Además de oraciones, música, salvas y juramentos, la posesión del nuevo presidente de Estados Unidos estuvo acompañada de tres discursos. Solo el del mandatario entrante acaparó atención mundial. Pero importa examinar las breves palabras de quienes se dirigieron al público minutos antes de que Donald J. Trump recibiera la investidura.
Primero habló Roy Blunt, senador republicano que presidiera la ceremonia inaugural en representación de ambas cámaras del Congreso. En sus cuatro minutos, Blunt resumió más de dos siglos de historia para destacar el enorme simbolismo del evento. “Lugar común” y “milagro”, lo llamó.
Lo del “lugar común” tiene una explicación simple: su ocurrencia regular, cada cuatro años, convertida en costumbre bicentenaria. Lo del “milagro” requiere mayor elaboración. Abre el interrogante sobre la transferencia pacífica del poder a través de las urnas, con dos componentes: el acceso de la oposición al Gobierno y la aceptación de la derrota electoral.
“El consentimiento del perdedor” es el nombre asignado al comportamiento político que define el procedimiento democrático. Blunt se refirió al hito de 1801 en Estados Unidos: la primera vez en el mundo que un gobierno entregó el poder a sus opositores tras una lucha electoral. Fue, y sigue siendo, un hecho de rara ocurrencia mundial. De allí todo el simbolismo de la presencia de Obama, el mandatario saliente, y de dos expresidentes demócratas, pero más aún de la candidata derrotada, Hillary Clinton, cuya votación popular excedió en tres millones a la de Trump, sin conquistar las mayorías del Colegio Electoral.
Blunt hizo un llamado a la unidad, con citas de Jefferson y Lincoln. Y destacó la ceremonia como una celebración “no de la victoria, sino de la democracia”. Pero en el contexto de estas últimas elecciones, su alusión al “milagro” sonó más como advertencia sobre la fragilidad perenne de las conquistas democráticas que como celebración.
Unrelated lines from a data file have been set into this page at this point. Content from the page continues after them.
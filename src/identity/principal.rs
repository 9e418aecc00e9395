use std::fmt;

use serde::{Deserialize, Deserializer, Serialize, Serializer};

use crate::error::ClientError;

/// Stable textual identifier for a caller, backed by `candid::Principal`.
/// Serializes as its canonical text form.
#[derive(Debug, Clone, PartialEq, Eq, Hash, PartialOrd, Ord)]
pub struct Principal(candid::Principal);

impl Principal {
    pub fn from_slice(bytes: &[u8]) -> Result<Self, ClientError> {
        candid::Principal::try_from_slice(bytes)
            .map(Self)
            .map_err(|e| ClientError::InvalidPrincipal(format!("{} bytes: {}", bytes.len(), e)))
    }

    /// Principal owned by a key: sha224(public key) followed by the self-authenticating tag.
    pub fn self_authenticating(public_key: &[u8]) -> Self {
        Self(candid::Principal::self_authenticating(public_key))
    }

    pub fn anonymous() -> Self { Self(candid::Principal::anonymous()) }

    /// Parse the dash-grouped text form. The checksum and the canonical
    /// grouping are both checked.
    pub fn from_text(text: &str) -> Result<Self, ClientError> {
        candid::Principal::from_text(text.trim())
            .map(Self)
            .map_err(|e| ClientError::InvalidPrincipal(format!("{}: {}", text, e)))
    }

    pub fn as_slice(&self) -> &[u8] { self.0.as_slice() }
    pub fn to_text(&self) -> String { self.0.to_text() }
}

impl fmt::Display for Principal {
    fn fmt(&self, f: &mut fmt::Formatter<'_>) -> fmt::Result { f.write_str(&self.0.to_text()) }
}

impl std::str::FromStr for Principal {
    type Err = ClientError;
    fn from_str(s: &str) -> Result<Self, Self::Err> { Principal::from_text(s) }
}

impl Serialize for Principal {
    fn serialize<S: Serializer>(&self, serializer: S) -> Result<S::Ok, S::Error> {
        serializer.serialize_str(&self.0.to_text())
    }
}

impl<'de> Deserialize<'de> for Principal {
    fn deserialize<D: Deserializer<'de>>(deserializer: D) -> Result<Self, D::Error> {
        let s = String::deserialize(deserializer)?;
        Principal::from_text(&s).map_err(serde::de::Error::custom)
    }
}

#[cfg(test)]
mod tests {
    use super::*;

    #[test]
    fn well_known_principals() {
        assert_eq!(Principal::from_slice(&[]).unwrap().to_text(), "aaaaa-aa");
        assert_eq!(Principal::anonymous().to_text(), "2vxsx-fae");
        assert_eq!(Principal::from_text("2vxsx-fae").unwrap(), Principal::anonymous());
        assert!(Principal::from_slice(&[0u8; 30]).is_err());
    }

    #[test]
    fn self_authenticating_is_stable_and_tagged() {
        let a = Principal::self_authenticating(b"public-key-material");
        let b = Principal::self_authenticating(b"public-key-material");
        assert_eq!(a, b);
        assert_eq!(a.as_slice().len(), 29);
        assert_eq!(*a.as_slice().last().unwrap(), 0x02);
        let parsed = Principal::from_text(&a.to_text()).unwrap();
        assert_eq!(parsed, a);
        assert_ne!(a, Principal::self_authenticating(b"other-key"));
    }

    #[test]
    fn rejects_bad_checksum_and_garbage() {
        // flip one character of a valid principal
        let good = Principal::self_authenticating(b"k").to_text();
        let mut chars: Vec<char> = good.chars().collect();
        chars[0] = if chars[0] == 'a' { 'b' } else { 'a' };
        let bad: String = chars.into_iter().collect();
        assert!(Principal::from_text(&bad).is_err());
        assert!(Principal::from_text("not a principal!").is_err());
        assert!(Principal::from_text("").is_err());
        // right bytes, wrong grouping
        assert!(Principal::from_text("2vxsxfae").is_err());
    }

    #[test]
    fn serde_uses_text_form() {
        let p = Principal::anonymous();
        let v = serde_json::to_value(&p).unwrap();
        assert_eq!(v, serde_json::json!("2vxsx-fae"));
        let back: Principal = serde_json::from_value(v).unwrap();
        assert_eq!(back, p);
    }
}
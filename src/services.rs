//! Authenticated data, voting and governance calls.
//!
//! Thin wrappers: each resolves the current identity, reuses the shared actor
//! and logs failures before returning them. Only `promote_user_role` folds its
//! outcome into an `OpResult` and a session notification, since it is a
//! write that presentation renders directly.

use std::sync::Arc;

use chrono::Utc;
use serde_json::Value as JsonValue;
use tracing::{error, info};

use crate::actor::{ActorHandle, BackendActor, DataEntry, Proposal, RoleTag, UserProfile, WriteResult};
use crate::error::{ClientError, ClientResult, OpResult, RemoteCallError};
use crate::identity::{IdentityProvider, Principal, Role};
use crate::session::{NotificationLevel, SessionStore};

#[derive(Clone)]
pub struct DataService {
    provider: Arc<dyn IdentityProvider>,
    actors: Arc<ActorHandle>,
    store: Arc<SessionStore>,
}

impl DataService {
    pub fn new(provider: Arc<dyn IdentityProvider>, actors: Arc<ActorHandle>, store: Arc<SessionStore>) -> Self {
        Self { provider, actors, store }
    }

    async fn authenticated_actor(&self) -> ClientResult<Arc<dyn BackendActor>> {
        if !self.provider.is_authenticated().await {
            error!(target: "ecochain", "authentication required");
            return Err(ClientError::AuthRequired);
        }
        let identity = self.provider.identity().await.map_err(|_| ClientError::AuthRequired)?;
        if identity.is_expired(Utc::now()) {
            error!(target: "ecochain", "credential for {} has expired", identity.principal());
            return Err(ClientError::AuthRequired);
        }
        self.actors.get(&identity).await
    }

    fn failed(what: &str, err: RemoteCallError) -> ClientError {
        error!(target: "ecochain", "error {}: {}", what, err);
        err.into()
    }

    pub async fn submit_data(&self, content: &str) -> ClientResult<JsonValue> {
        let actor = self.authenticated_actor().await?;
        actor.submit_data(content).await.map_err(|e| Self::failed("submitting data", e))
    }

    pub async fn get_pending_data(&self) -> ClientResult<Vec<DataEntry>> {
        let actor = self.authenticated_actor().await?;
        actor.get_pending_data().await.map_err(|e| Self::failed("getting pending data", e))
    }

    pub async fn vote_on_data(&self, id: u64, approve: bool) -> ClientResult<JsonValue> {
        let actor = self.authenticated_actor().await?;
        actor.vote_on_data(id, approve).await.map_err(|e| Self::failed("voting on data", e))
    }

    pub async fn get_validated_data(&self) -> ClientResult<Vec<DataEntry>> {
        let actor = self.authenticated_actor().await?;
        actor.get_validated_data().await.map_err(|e| Self::failed("getting validated data", e))
    }

    pub async fn get_proposals(&self) -> ClientResult<Vec<Proposal>> {
        let actor = self.authenticated_actor().await?;
        actor.get_proposals().await.map_err(|e| Self::failed("getting proposals", e))
    }

    pub async fn create_proposal(&self, title: &str, description: &str) -> ClientResult<JsonValue> {
        let actor = self.authenticated_actor().await?;
        actor.create_proposal(title, description).await.map_err(|e| Self::failed("creating proposal", e))
    }

    pub async fn get_user_profile(&self) -> ClientResult<Option<UserProfile>> {
        let actor = self.authenticated_actor().await?;
        actor.get_user_profile().await.map_err(|e| Self::failed("getting user profile", e))
    }

    pub async fn get_wallet_address(&self) -> ClientResult<String> {
        let actor = self.authenticated_actor().await?;
        actor.get_wallet_address().await.map_err(|e| Self::failed("getting wallet address", e))
    }

    pub async fn reward_contributors(&self) -> ClientResult<JsonValue> {
        let actor = self.authenticated_actor().await?;
        actor.reward_contributors().await.map_err(|e| Self::failed("rewarding contributors", e))
    }

    pub async fn delete_data(&self, id: u64) -> ClientResult<JsonValue> {
        let actor = self.authenticated_actor().await?;
        actor.delete_data(id).await.map_err(|e| Self::failed("deleting data", e))
    }

    /// Assign `role` to another user. The target must be a well-formed principal
    /// and must not be the caller; both are checked before any remote call.
    /// Every outcome is also pushed as a session notification.
    pub async fn promote_user_role(&self, target: &str, role: Role) -> OpResult {
        let out = self.try_promote(target, role).await;
        match &out.error {
            None => self.store.notify(NotificationLevel::Success, format!("Assigned role {} to {}", role, target)),
            Some(msg) => self.store.notify(NotificationLevel::Error, format!("Role assignment failed: {}", msg)),
        }
        out
    }

    async fn try_promote(&self, target: &str, role: Role) -> OpResult {
        let target = match Principal::from_text(target) {
            Ok(p) => p,
            Err(e) => return e.into(),
        };
        let actor = match self.authenticated_actor().await {
            Ok(a) => a,
            Err(e) => return e.into(),
        };
        if actor.principal() == &target {
            return OpResult::failed("cannot change your own role");
        }
        match actor.promote_user_role(&target.to_text(), RoleTag::from(role)).await {
            Ok(WriteResult::Ok) => {
                info!(target: "ecochain", "assigned role {} to {}", role, target);
                OpResult::ok()
            }
            Ok(WriteResult::Err(msg)) => OpResult::failed(msg),
            Err(e) => {
                error!(target: "ecochain", "error promoting user role: {}", e);
                OpResult::failed(e.to_string())
            }
        }
    }
}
Mayor atención exige el segundo discurso que antecedió al de Trump, por Chuck Schumer, líder de los demócratas en el Senado. Fue la única voz del partido opositor en el evento –varios demócratas, en efecto, decidieron ausentarse–. Su reto en semejante ocasión era sentar posición, sin ser aguafiestas.
Lo hizo, creo, de manera admirable. El suyo fue un mensaje de inclusión minutos antes de que se posesionara quien hoy lidera, y personifica, la visión contemporánea excluyente de EE. UU.
“Cualesquiera sean nuestra raza o religión –dijo Schumer–, nuestra orientación sexual, nuestra identidad de género; así seamos inmigrantes o nacidos aquí; seamos o no minusválidos, ricos o pobres, todos somos excepcionales en nuestra común y feroz devoción a nuestro país”. Un mensaje patriota, clásico, radicalmente distinto del expuesto minutos después por Trump. Algunos le critican a Schumer el no haber reivindicado nada positivo del legado de Obama, sumándose, por el contrario, al cuadro de penumbra extrema que Trump dijo recibir. Pero ese no era quizá el escenario para una abierta confrontación partidista. A pesar de su elegancia y sutileza, las palabras de Schumer provocaron abucheos entre los seguidores de Trump.
Schumer prefirió reiterar ciertos valores universales con los que se han identificado las aspiraciones de la democracia moderna: “La protección por igual a todos bajo la ley, las libertades de expresión, prensa y religión, las cosas que hacen de América América”.
Sin duda, Blunt y Schumer tienen diferencias políticas. Pero las palabras de ambos reflejaron un sentido de la historia, de las instituciones, y de tradiciones bipartidistas ausentes en el discurso de Trump.